# anybody from Town Bank or Villas NJ



## Flyersfan (Dec 5, 2003)

anybody from Town Bank or Villas NJ...
just would like to hear some news from Dad's area


----------



## RuddeDogg (Mar 20, 2004)

*Townbank/Villas*

from the Erma area, Broad Street Bullies #1....


----------



## Flyersfan (Dec 5, 2003)

by chance do you know the Wuerkers?


----------



## outcastn41 (Mar 18, 2004)

How are u doin i,m from n cape may and I no todd and mr.wuerker they own a farm on seashore road were we ride our quads 1 of the guys i ride with. mr wuerker is his uncle. I also know ruddedogg. flyers rule!!!


Buddha


----------



## RuddeDogg (Mar 20, 2004)

*Townbank or Villas*

I know the wuerkers very well. I used to procure pumpkins from their pumpkin patch back in my younger, wilder days.I'm also good friends with buddha.


----------



## Flyersfan (Dec 5, 2003)

My sister dated Todd for a few years. I was curious if anybody knew him.
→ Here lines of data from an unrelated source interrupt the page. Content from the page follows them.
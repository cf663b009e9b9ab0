//! Init command implementation.
//!
//! This module implements the `init` command for explicitly initializing
//! the roombook data directory and database.

use crate::error::CliError;
use crate::utils::{data_dir, GlobalOptions};
use clap::Parser;
use roombook::config::CONFIG_FILE_NAME;
use roombook::database::DATABASE_FILE_NAME;
use roombook::operations::{init_database, InitOptions};
use std::path::PathBuf;

/// Initialize roombook data directory and database.
#[derive(Parser)]
#[command(about = "Initialize roombook data directory and database")]
pub struct InitCommand {
    /// Data directory to initialize
    #[arg(long = "path", value_name = "PATH")]
    path: Option<PathBuf>,

    /// Overwrite existing database
    #[arg(long)]
    overwrite: bool,

    /// Create a commented configuration file
    #[arg(long)]
    with_config: bool,

    /// Preview actions without executing
    #[arg(long)]
    dry_run: bool,
}

impl InitCommand {
    /// Execute the init command.
    ///
    /// `--disable-autoinit` has no effect here.
    pub fn execute(self, global: &GlobalOptions) -> Result<(), CliError> {
        // Priority: command flag > global flag > env > default
        let data_dir = match self.path {
            Some(path) => path,
            None => data_dir(global)?,
        };

        if self.dry_run {
            println!("Dry-run mode: no changes will be made");
            println!();
            println!("Would initialize roombook in: {}", data_dir.display());

            if data_dir.exists() {
                println!("  - Data directory already exists: {}", data_dir.display());
            } else {
                println!("  - Create data directory: {}", data_dir.display());
            }

            let db_path = data_dir.join(DATABASE_FILE_NAME);
            if !db_path.exists() {
                println!("  - Create database: {}", db_path.display());
            } else if self.overwrite {
                println!("  - Remove existing database: {}", db_path.display());
                println!("  - Create new database: {}", db_path.display());
            } else {
                println!(
                    "  - ERROR: Database already exists (use --overwrite to replace): {}",
                    db_path.display()
                );
            }

            if self.with_config {
                let config_path = data_dir.join(CONFIG_FILE_NAME);
                if config_path.exists() {
                    println!(
                        "  - Configuration file already exists (will not overwrite): {}",
                        config_path.display()
                    );
                } else {
                    println!("  - Create configuration file: {}", config_path.display());
                }
            }

            return Ok(());
        }

        let options = InitOptions::new(data_dir)
            .with_overwrite(self.overwrite)
            .with_create_config(self.with_config);

        let result = init_database(&options).map_err(CliError::from)?;

        println!("Initialized roombook in: {}", result.data_dir.display());

        if result.data_dir_created {
            println!("  - Created data directory");
        }

        if result.database_created {
            if self.overwrite {
                println!("  - Recreated database");
            } else {
                println!("  - Created database");
            }
        }

        if result.config_created {
            println!("  - Created default configuration file");
        } else if self.with_config {
            println!("  - Configuration file already exists (not overwritten)");
        }

        Ok(())
    }
}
My dad lives over in the Villas and I'm going up in a few weeks when the water warms up, when the time comes I was wondering if anybody can let me know where the Stripers are, I haven't had much luck down here in Va., so I want to try my luck in Lower township and C.M. 
Outcastn, I know where you ride back near the pond. And the dogs always chase you guys...anyway when I'm comin' up I'll post for info. Thanks and Ruddedog I think Todd probably counts how many pumpkins he has


----------